2024 hasn’t ended for me. The call to meet the ambulance at the hospital on one of the last few days of the year, is still one big blur. It is the longest day of my life thus far. Every moment since that moment: the longest day in the history of me. A long day has turned into a long month. It is still December, isn’t it? My Christmas tree is still up, unwrapped gifts are still on corner shelves.

  1. When will you end? Will there be a minute, when I breathe again.
  2. I am not looking forward to you.
    If you bring pain relief and resolve all the unresolved issues of this terribly long year: I will acknowledge you.
    I am so weary of 2024.

2025? Is it possible that you will enable me to fathom you; to enter into the march and cadence of your journey home?

Tomorrow. Perhaps.

2025. You announced yourself so rudely. The 5:30 a.m. phone call which came NOT on December 52, 2024, but on January 21st, 2025.

It was that call which startled me into reality. The reality I had seen coming. The reality that my heart would not accept, and my mind could not grasp. December 29th of 2024 was just a glimpse into the reality I knew was quickly approaching; the fate of my beloved mother.

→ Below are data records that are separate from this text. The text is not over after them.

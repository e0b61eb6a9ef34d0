pub mod dashboard;
pub mod health;
pub mod invoices;
pub mod patients;
pub mod procedures;
pub mod surgeries;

What happened to New Year’s Day? Did I miss someone’s birthday? I worked on MLK Day which IS definitely in January; January, the first month of 2025.

How did 2025 slide into my life mostly undetected?

I was holding my breath for a really long time.

I was there. I was at work. I spent time congratulating myself for writing the date correctly. I never had to scratch out 2024. I KNEW it was 2025.

How? Why?

What was going on, here?

It was me. I was unable to accept the inevitable. I wanted to be sitting at my mother’s bedside, every minute of every last day, watching her breath; talking to her; singing the Doxology to her, or having my granddaughter sing the ABCs to her.

I know my mom heard. I saw her strain to hear Ellie’s sweet voice.

On the day she died, 1/21/25, the grief that I was holding back was unharnessed. The hope, the dread, the separation was a reality.

I am ready for you now 2025.

It is possible for me to fathom you.

I will enter into the march and cadence of my mom’s journey home.

She is there. I am here.

I look forward to seeing her again and hearing her beautiful side of the story. She can tell me what really happened on the day she left me.

The Kingdom of God opened and the LORD Himself welcomed her home.

Author: Jana Horton

I write to soothe my soul. I empty my words onto napkins, scraps of paper, receipts... anything really. When I was very young my mom told me to stop writing on my hand. I never did. I write on it to this day. I’ve lost so many scraps of Self on soggy napkins; I’ve yet to lose my hand. The words I scribble there may wash off, but since they are inscribed in my soul, once they are released, from heart to hand, I am allowed to let them go.